+++ SUPPLIED INFORMATION +++
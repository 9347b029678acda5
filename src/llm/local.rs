// ABOUTME: HTTP client for an Ollama-compatible runtime on the loopback interface
// ABOUTME: One in-flight request per call, a hard timeout, and no automatic retries
//
// SPDX-License-Identifier: MIT OR Apache-2.0
// Copyright (c) 2025 Pierre Fitness Intelligence

use super::{
    ConnectionStatus, GenerateOptions, LocalModelConfig, ModelClient, ModelClientError,
    ResponseCleaner,
};
use crate::config::ModelTimeouts;
use crate::constants::model::{ERROR_BODY_PREVIEW_CHARS, GENERATE_ENDPOINT, TAGS_ENDPOINT};
use crate::errors::{AppError, AppResult};
use crate::models::OutputFormat;
use async_trait::async_trait;
use reqwest::Client;
use serde::{Deserialize, Serialize};
use std::future::Future;
use std::time::Duration;
use tracing::{debug, info, instrument, warn};

/// Body of `POST /api/generate`
#[derive(Debug, Serialize)]
struct GenerateRequest<'a> {
    model: &'a str,
    prompt: &'a str,
    stream: bool,
    #[serde(skip_serializing_if = "Option::is_none")]
    options: Option<RuntimeOptions>,
}

#[derive(Debug, Serialize)]
struct RuntimeOptions {
    temperature: f32,
}

#[derive(Debug, Deserialize)]
struct GenerateResponse {
    response: String,
}

#[derive(Debug, Deserialize)]
struct TagsResponse {
    #[serde(default)]
    models: Vec<TagEntry>,
}

#[derive(Debug, Deserialize)]
struct TagEntry {
    #[serde(default)]
    name: Option<String>,
    #[serde(default)]
    id: Option<String>,
}

impl TagEntry {
    fn label(&self) -> Option<&str> {
        self.name.as_deref().or(self.id.as_deref())
    }
}

/// Model names compare equal with or without an explicit `:latest` tag
fn same_model(a: &str, b: &str) -> bool {
    let strip = |name: &str| name.trim().trim_end_matches(":latest").to_lowercase();
    strip(a) == strip(b)
}

/// Client for the configured local runtime
///
/// Constructed even when no model is configured so callers get a
/// `NotConfigured` condition from `generate` rather than a setup failure.
pub struct LocalModelClient {
    client: Client,
    config: Option<LocalModelConfig>,
    timeouts: ModelTimeouts,
    cleaner: ResponseCleaner,
}

impl LocalModelClient {
    /// Create a client for `config`
    ///
    /// # Errors
    ///
    /// Returns `ConfigInvalid` if the base URL is not a loopback address, or
    /// an internal error if the HTTP client cannot be built
    pub fn new(config: Option<LocalModelConfig>, timeouts: ModelTimeouts) -> AppResult<Self> {
        if let Some(config) = &config {
            config.validate()?;
        }
        let client = Client::builder()
            .connect_timeout(timeouts.check)
            .build()
            .map_err(|e| AppError::internal(format!("Failed to create HTTP client: {e}")))?;

        if let Some(config) = &config {
            info!(
                provider = %config.provider,
                base_url = %config.base_url,
                model = %config.model,
                "local model client ready"
            );
        }

        Ok(Self {
            client,
            config,
            timeouts,
            cleaner: ResponseCleaner::new()?,
        })
    }

    /// Configuration in use, if any
    #[must_use]
    pub const fn config(&self) -> Option<&LocalModelConfig> {
        self.config.as_ref()
    }

    fn api_url(config: &LocalModelConfig, endpoint: &str) -> String {
        format!("{}/{endpoint}", config.base_url.trim_end_matches('/'))
    }

    /// Clean raw model output for `format`
    #[must_use]
    pub fn post_process(&self, raw: &str, format: Option<OutputFormat>) -> String {
        self.cleaner.post_process(raw, format)
    }

    fn send_error(config: &LocalModelConfig, limit: Duration, e: &reqwest::Error) -> ModelClientError {
        if e.is_timeout() {
            ModelClientError::Timeout { after: limit }
        } else {
            ModelClientError::Unreachable {
                base_url: config.base_url.clone(),
                reason: e.to_string(),
            }
        }
    }

    fn protocol_error(status: reqwest::StatusCode, body: &str) -> ModelClientError {
        ModelClientError::Protocol {
            status: status.as_u16(),
            body: body.chars().take(ERROR_BODY_PREVIEW_CHARS).collect(),
        }
    }

    /// Run `exchange` under a hard timeout; dropping the future abandons the request
    async fn with_timeout<T, F>(limit: Duration, exchange: F) -> Result<T, ModelClientError>
    where
        F: Future<Output = Result<T, ModelClientError>>,
    {
        tokio::time::timeout(limit, exchange)
            .await
            .map_err(|_| ModelClientError::Timeout { after: limit })?
    }

    async fn generate_raw(
        &self,
        config: &LocalModelConfig,
        prompt: &str,
        options: &GenerateOptions,
    ) -> Result<String, ModelClientError> {
        let request = GenerateRequest {
            model: &config.model,
            prompt,
            stream: false,
            options: options
                .temperature
                .map(|temperature| RuntimeOptions { temperature }),
        };

        let response = self
            .client
            .post(Self::api_url(config, GENERATE_ENDPOINT))
            .json(&request)
            .send()
            .await
            .map_err(|e| Self::send_error(config, self.timeouts.generate, &e))?;

        let status = response.status();
        let body = response
            .text()
            .await
            .map_err(|e| Self::send_error(config, self.timeouts.generate, &e))?;

        if status == reqwest::StatusCode::NOT_FOUND && body.contains("not found") {
            return Err(ModelClientError::ModelNotFound {
                model: config.model.clone(),
            });
        }
        if !status.is_success() {
            return Err(Self::protocol_error(status, &body));
        }

        let parsed: GenerateResponse = serde_json::from_str(&body)
            .map_err(|e| ModelClientError::MalformedResponse(e.to_string()))?;
        Ok(parsed.response)
    }

    async fn list_models(&self, config: &LocalModelConfig) -> Result<Vec<String>, ModelClientError> {
        let response = self
            .client
            .get(Self::api_url(config, TAGS_ENDPOINT))
            .send()
            .await
            .map_err(|e| Self::send_error(config, self.timeouts.check, &e))?;

        let status = response.status();
        let body = response
            .text()
            .await
            .map_err(|e| Self::send_error(config, self.timeouts.check, &e))?;
        if !status.is_success() {
            return Err(Self::protocol_error(status, &body));
        }

        let tags: TagsResponse = serde_json::from_str(&body)
            .map_err(|e| ModelClientError::MalformedResponse(e.to_string()))?;
        Ok(tags
            .models
            .iter()
            .filter_map(TagEntry::label)
            .map(str::to_owned)
            .collect())
    }
}

#[async_trait]
impl ModelClient for LocalModelClient {
    #[instrument(skip(self, prompt, options), fields(prompt_len = prompt.len()))]
    async fn generate(
        &self,
        prompt: &str,
        options: &GenerateOptions,
    ) -> Result<String, ModelClientError> {
        let config = self.config.as_ref().ok_or(ModelClientError::NotConfigured)?;
        debug!(model = %config.model, temperature = ?options.temperature, "sending generation request");

        let raw = Self::with_timeout(
            self.timeouts.generate,
            self.generate_raw(config, prompt, options),
        )
        .await
        .inspect_err(|e| warn!(model = %config.model, error = %e, "generation failed"))?;

        debug!(model = %config.model, response_len = raw.len(), "generation finished");
        Ok(self.cleaner.post_process(&raw, options.format))
    }

    #[instrument(skip(self))]
    async fn check_connection(&self) -> ConnectionStatus {
        let Some(config) = self.config.as_ref() else {
            return ConnectionStatus::NotConfigured;
        };

        match Self::with_timeout(self.timeouts.check, self.list_models(config)).await {
            Ok(models) if models.is_empty() => ConnectionStatus::NoModelsFound,
            Ok(models) => {
                if models.iter().any(|name| same_model(name, &config.model)) {
                    ConnectionStatus::Ok {
                        model: config.model.clone(),
                    }
                } else {
                    ConnectionStatus::ModelNotFound {
                        model: config.model.clone(),
                        available: models,
                    }
                }
            }
            Err(ModelClientError::Timeout { .. }) => ConnectionStatus::Timeout,
            Err(e) => {
                debug!(error = %e, "connectivity check failed");
                ConnectionStatus::Unreachable {
                    base_url: config.base_url.clone(),
                }
            }
        }
    }
}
+++
WHAT IS NEEDED —
Output every line of the data again, exactly.

RESPONSE —
repository 9347b029678acda5
filename src/llm/local.rs
// ABOUTME: HTTP client for an Ollama-compatible runtime on the loopback interface
// ABOUTME: One in-flight request per call, a hard timeout, and no automatic retries
//
// SPDX-License-Identifier: MIT OR Apache-2.0
// Copyright (c) 2025 Pierre Fitness Intelligence

use super::{
    ConnectionStatus, GenerateOptions, LocalModelConfig, ModelClient, ModelClientError,
    ResponseCleaner,
};
use crate::config::ModelTimeouts;
use crate::constants::model::{ERROR_BODY_PREVIEW_CHARS, GENERATE_ENDPOINT, TAGS_ENDPOINT};
use crate::errors::{AppError, AppResult};
use crate::models::OutputFormat;
use async_trait::async_trait;
use reqwest::Client;
use serde::{Deserialize, Serialize};
use std::future::Future;
use std::time::Duration;
use tracing::{debug, info, instrument, warn};

/// Body of `POST /api/generate`
#[derive(Debug, Serialize)]
struct GenerateRequest<'a> {
    model: &'a str,
    prompt: &'a str,
    stream: bool,
    #[serde(skip_serializing_if = "Option::is_none")]
    options: Option<RuntimeOptions>,
}

#[derive(Debug, Serialize)]
struct RuntimeOptions {
    temperature: f32,
}

#[derive(Debug, Deserialize)]
struct GenerateResponse {
    response: String,
}

#[derive(Debug, Deserialize)]
struct TagsResponse {
    #[serde(default)]
    models: Vec<TagEntry>,
}

#[derive(Debug, Deserialize)]
struct TagEntry {
    #[serde(default)]
    name: Option<String>,
    #[serde(default)]
    id: Option<String>,
}

impl TagEntry {
    fn label(&self) -> Option<&str> {
        self.name.as_deref().or(self.id.as_deref())
    }
}

/// Model names compare equal with or without an explicit `:latest` tag
fn same_model(a: &str, b: &str) -> bool {
    let strip = |name: &str| name.trim().trim_end_matches(":latest").to_lowercase();
    strip(a) == strip(b)
}

/// Client for the configured local runtime
///
/// Constructed even when no model is configured so callers get a
/// `NotConfigured` condition from `generate` rather than a setup failure.
pub struct LocalModelClient {
    client: Client,
    config: Option<LocalModelConfig>,
    timeouts: ModelTimeouts,
    cleaner: ResponseCleaner,
}

impl LocalModelClient {
    /// Create a client for `config`
    ///
    /// # Errors
    ///
    /// Returns `ConfigInvalid` if the base URL is not a loopback address, or
    /// an internal error if the HTTP client cannot be built
    pub fn new(config: Option<LocalModelConfig>, timeouts: ModelTimeouts) -> AppResult<Self> {
        if let Some(config) = &config {
            config.validate()?;
        }
        let client = Client::builder()
            .connect_timeout(timeouts.check)
            .build()
            .map_err(|e| AppError::internal(format!("Failed to create HTTP client: {e}")))?;

        if let Some(config) = &config {
            info!(
                provider = %config.provider,
                base_url = %config.base_url,
                model = %config.model,
                "local model client ready"
            );
        }

        Ok(Self {
            client,
            config,
            timeouts,
            cleaner: ResponseCleaner::new()?,
        })
    }

    /// Configuration in use, if any
    #[must_use]
    pub const fn config(&self) -> Option<&LocalModelConfig> {
        self.config.as_ref()
    }

    fn api_url(config: &LocalModelConfig, endpoint: &str) -> String {
        format!("{}/{endpoint}", config.base_url.trim_end_matches('/'))
    }

    /// Clean raw model output for `format`
    #[must_use]
    pub fn post_process(&self, raw: &str, format: Option<OutputFormat>) -> String {
        self.cleaner.post_process(raw, format)
    }

    fn send_error(config: &LocalModelConfig, limit: Duration, e: &reqwest::Error) -> ModelClientError {
        if e.is_timeout() {
            ModelClientError::Timeout { after: limit }
        } else {
            ModelClientError::Unreachable {
                base_url: config.base_url.clone(),
                reason: e.to_string(),
            }
        }
    }

    fn protocol_error(status: reqwest::StatusCode, body: &str) -> ModelClientError {
        ModelClientError::Protocol {
            status: status.as_u16(),
            body: body.chars().take(ERROR_BODY_PREVIEW_CHARS).collect(),
        }
    }

    /// Run `exchange` under a hard timeout; dropping the future abandons the request
    async fn with_timeout<T, F>(limit: Duration, exchange: F) -> Result<T, ModelClientError>
    where
        F: Future<Output = Result<T, ModelClientError>>,
    {
        tokio::time::timeout(limit, exchange)
            .await
            .map_err(|_| ModelClientError::Timeout { after: limit })?
    }

    async fn generate_raw(
        &self,
        config: &LocalModelConfig,
        prompt: &str,
        options: &GenerateOptions,
    ) -> Result<String, ModelClientError> {
        let request = GenerateRequest {
            model: &config.model,
            prompt,
            stream: false,
            options: options
                .temperature
                .map(|temperature| RuntimeOptions { temperature }),
        };

        let response = self
            .client
            .post(Self::api_url(config, GENERATE_ENDPOINT))
            .json(&request)
            .send()
            .await
            .map_err(|e| Self::send_error(config, self.timeouts.generate, &e))?;

        let status = response.status();
        let body = response
            .text()
            .await
            .map_err(|e| Self::send_error(config, self.timeouts.generate, &e))?;

        if status == reqwest::StatusCode::NOT_FOUND && body.contains("not found") {
            return Err(ModelClientError::ModelNotFound {
                model: config.model.clone(),
            });
        }
        if !status.is_success() {
            return Err(Self::protocol_error(status, &body));
        }

        let parsed: GenerateResponse = serde_json::from_str(&body)
            .map_err(|e| ModelClientError::MalformedResponse(e.to_string()))?;
        Ok(parsed.response)
    }

    async fn list_models(&self, config: &LocalModelConfig) -> Result<Vec<String>, ModelClientError> {
        let response = self
            .client
            .get(Self::api_url(config, TAGS_ENDPOINT))
            .send()
            .await
            .map_err(|e| Self::send_error(config, self.timeouts.check, &e))?;

        let status = response.status();
        let body = response
            .text()
            .await
            .map_err(|e| Self::send_error(config, self.timeouts.check, &e))?;
        if !status.is_success() {
            return Err(Self::protocol_error(status, &body));
        }

        let tags: TagsResponse = serde_json::from_str(&body)
            .map_err(|e| ModelClientError::MalformedResponse(e.to_string()))?;
        Ok(tags
            .models
            .iter()
            .filter_map(TagEntry::label)
            .map(str::to_owned)
            .collect())
    }
}

#[async_trait]
impl ModelClient for LocalModelClient {
    #[instrument(skip(self, prompt, options), fields(prompt_len = prompt.len()))]
    async fn generate(
        &self,
        prompt: &str,
        options: &GenerateOptions,
    ) -> Result<String, ModelClientError> {
        let config = self.config.as_ref().ok_or(ModelClientError::NotConfigured)?;
        debug!(model = %config.model, temperature = ?options.temperature, "sending generation request");

        let raw = Self::with_timeout(
            self.timeouts.generate,
            self.generate_raw(config, prompt, options),
        )
        .await
        .inspect_err(|e| warn!(model = %config.model, error = %e, "generation failed"))?;

        debug!(model = %config.model, response_len = raw.len(), "generation finished");
        Ok(self.cleaner.post_process(&raw, options.format))
    }

    #[instrument(skip(self))]
    async fn check_connection(&self) -> ConnectionStatus {
        let Some(config) = self.config.as_ref() else {
            return ConnectionStatus::NotConfigured;
        };

        match Self::with_timeout(self.timeouts.check, self.list_models(config)).await {
            Ok(models) if models.is_empty() => ConnectionStatus::NoModelsFound,
            Ok(models) => {
                if models.iter().any(|name| same_model(name, &config.model)) {
                    ConnectionStatus::Ok {
                        model: config.model.clone(),
                    }
                } else {
                    ConnectionStatus::ModelNotFound {
                        model: config.model.clone(),
                        available: models,
                    }
                }
            }
            Err(ModelClientError::Timeout { .. }) => ConnectionStatus::Timeout,
            Err(e) => {
                debug!(error = %e, "connectivity check failed");
                ConnectionStatus::Unreachable {
                    base_url: config.base_url.clone(),
                }
            }
        }
    }
}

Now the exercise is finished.